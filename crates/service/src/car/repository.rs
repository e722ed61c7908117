use async_trait::async_trait;
use uuid::Uuid;

use super::domain::{Car, Engine};
use crate::errors::ServiceError;

/// Single-table access to car rows.
///
/// Rows carry no engine data beyond the correlated id, so cars returned here
/// have `engine.id` set and the remaining engine fields zeroed.
#[async_trait]
pub trait CarRepository: Send + Sync {
    async fn get_by_id(&self, id: Uuid) -> Result<Car, ServiceError>;
    /// Exact brand match; an empty brand is `MissingParameter`.
    async fn list_by_brand(&self, brand: &str) -> Result<Vec<Car>, ServiceError>;
    /// Insert under `car.id`, which the caller has already set.
    async fn create(&self, car: &Car) -> Result<Car, ServiceError>;
    async fn update(&self, id: Uuid, car: &Car) -> Result<Car, ServiceError>;
    async fn delete(&self, id: Uuid) -> Result<(), ServiceError>;
}

/// Single-table access to engine rows, sharing the car id space.
#[async_trait]
pub trait EngineRepository: Send + Sync {
    async fn get_by_id(&self, id: Uuid) -> Result<Engine, ServiceError>;
    /// Insert under a freshly generated id, returned in the result.
    async fn create(&self, engine: &Engine) -> Result<Engine, ServiceError>;
    async fn update(&self, id: Uuid, engine: &Engine) -> Result<Engine, ServiceError>;
    async fn delete(&self, id: Uuid) -> Result<(), ServiceError>;
}

/// In-memory repositories for tests and doc examples, with call recording and
/// failure injection.
pub mod mock {
    use super::*;
    use std::collections::{HashMap, HashSet};
    use std::sync::Mutex;

    /// Repository operation, used to record calls and to inject failures.
    #[derive(Debug, Clone, Copy, PartialEq, Eq, Hash)]
    pub enum Op {
        Get,
        List,
        Create,
        Update,
        Delete,
    }

    fn injected(op: Op) -> ServiceError {
        ServiceError::Db(format!("injected {:?} failure", op))
    }

    #[derive(Default)]
    pub struct MockCarRepository {
        cars: Mutex<HashMap<Uuid, Car>>, // key: car id
        failing_ops: Mutex<HashSet<Op>>,
        calls: Mutex<Vec<Op>>,
    }

    impl MockCarRepository {
        /// Store a row directly, bypassing call recording.
        pub fn seed(&self, car: Car) {
            self.cars.lock().unwrap().insert(car.id, as_row(&car));
        }

        pub fn fail_on(&self, op: Op) {
            self.failing_ops.lock().unwrap().insert(op);
        }

        pub fn row(&self, id: Uuid) -> Option<Car> {
            self.cars.lock().unwrap().get(&id).cloned()
        }

        pub fn len(&self) -> usize {
            self.cars.lock().unwrap().len()
        }

        pub fn is_empty(&self) -> bool {
            self.len() == 0
        }

        pub fn calls(&self) -> Vec<Op> {
            self.calls.lock().unwrap().clone()
        }

        fn enter(&self, op: Op) -> Result<(), ServiceError> {
            self.calls.lock().unwrap().push(op);
            if self.failing_ops.lock().unwrap().contains(&op) {
                return Err(injected(op));
            }
            Ok(())
        }
    }

    /// What a car row holds: the engine is reduced to its id.
    fn as_row(car: &Car) -> Car {
        Car { engine: Engine { id: car.id, ..Engine::default() }, ..car.clone() }
    }

    #[async_trait]
    impl CarRepository for MockCarRepository {
        async fn get_by_id(&self, id: Uuid) -> Result<Car, ServiceError> {
            self.enter(Op::Get)?;
            self.row(id).ok_or_else(|| ServiceError::not_found("car", id))
        }

        async fn list_by_brand(&self, brand: &str) -> Result<Vec<Car>, ServiceError> {
            self.enter(Op::List)?;
            if brand.is_empty() {
                return Err(ServiceError::missing_param("brand"));
            }
            let cars = self.cars.lock().unwrap();
            let mut found: Vec<Car> = cars.values().filter(|c| c.brand == brand).cloned().collect();
            found.sort_by(|a, b| a.name.cmp(&b.name).then(a.id.cmp(&b.id)));
            Ok(found)
        }

        async fn create(&self, car: &Car) -> Result<Car, ServiceError> {
            self.enter(Op::Create)?;
            let mut cars = self.cars.lock().unwrap();
            if cars.contains_key(&car.id) {
                return Err(ServiceError::Db(format!("duplicate key: {}", car.id)));
            }
            cars.insert(car.id, as_row(car));
            Ok(car.clone())
        }

        async fn update(&self, id: Uuid, car: &Car) -> Result<Car, ServiceError> {
            self.enter(Op::Update)?;
            let mut cars = self.cars.lock().unwrap();
            let row = cars.get_mut(&id).ok_or_else(|| ServiceError::not_found("car", id))?;
            row.name = car.name.clone();
            row.year = car.year;
            row.brand = car.brand.clone();
            row.fuel_type = car.fuel_type.clone();
            Ok(Car { id, ..car.clone() })
        }

        async fn delete(&self, id: Uuid) -> Result<(), ServiceError> {
            self.enter(Op::Delete)?;
            self.cars
                .lock()
                .unwrap()
                .remove(&id)
                .map(|_| ())
                .ok_or_else(|| ServiceError::not_found("car", id))
        }
    }

    #[derive(Default)]
    pub struct MockEngineRepository {
        engines: Mutex<HashMap<Uuid, Engine>>, // key: engine id
        failing_ops: Mutex<HashSet<Op>>,
        failing_ids: Mutex<HashSet<Uuid>>,
        calls: Mutex<Vec<(Op, Option<Uuid>)>>,
    }

    impl MockEngineRepository {
        pub fn seed(&self, engine: Engine) {
            self.engines.lock().unwrap().insert(engine.id, engine);
        }

        pub fn fail_on(&self, op: Op) {
            self.failing_ops.lock().unwrap().insert(op);
        }

        /// Every operation addressed to `id` fails.
        pub fn fail_for(&self, id: Uuid) {
            self.failing_ids.lock().unwrap().insert(id);
        }

        pub fn row(&self, id: Uuid) -> Option<Engine> {
            self.engines.lock().unwrap().get(&id).cloned()
        }

        pub fn len(&self) -> usize {
            self.engines.lock().unwrap().len()
        }

        pub fn is_empty(&self) -> bool {
            self.len() == 0
        }

        pub fn calls(&self) -> Vec<(Op, Option<Uuid>)> {
            self.calls.lock().unwrap().clone()
        }

        fn enter(&self, op: Op, id: Option<Uuid>) -> Result<(), ServiceError> {
            self.calls.lock().unwrap().push((op, id));
            let id_fails = id.is_some_and(|id| self.failing_ids.lock().unwrap().contains(&id));
            if id_fails || self.failing_ops.lock().unwrap().contains(&op) {
                return Err(injected(op));
            }
            Ok(())
        }
    }

    #[async_trait]
    impl EngineRepository for MockEngineRepository {
        async fn get_by_id(&self, id: Uuid) -> Result<Engine, ServiceError> {
            self.enter(Op::Get, Some(id))?;
            self.row(id).ok_or_else(|| ServiceError::not_found("engine", id))
        }

        async fn create(&self, engine: &Engine) -> Result<Engine, ServiceError> {
            self.enter(Op::Create, None)?;
            let created = Engine { id: Uuid::new_v4(), ..engine.clone() };
            self.engines.lock().unwrap().insert(created.id, created.clone());
            Ok(created)
        }

        async fn update(&self, id: Uuid, engine: &Engine) -> Result<Engine, ServiceError> {
            self.enter(Op::Update, Some(id))?;
            let mut engines = self.engines.lock().unwrap();
            let row = engines.get_mut(&id).ok_or_else(|| ServiceError::not_found("engine", id))?;
            *row = Engine { id, ..engine.clone() };
            Ok(row.clone())
        }

        async fn delete(&self, id: Uuid) -> Result<(), ServiceError> {
            self.enter(Op::Delete, Some(id))?;
            self.engines
                .lock()
                .unwrap()
                .remove(&id)
                .map(|_| ())
                .ok_or_else(|| ServiceError::not_found("engine", id))
        }
    }
}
--------------------
ACTIVITY: Go through the records and gather the lines that hold "format".

THE COMPLETED TASK:
        ServiceError::Db(format!("injected {:?} failure", op))
                return Err(ServiceError::Db(format!("duplicate key: {}", car.id)));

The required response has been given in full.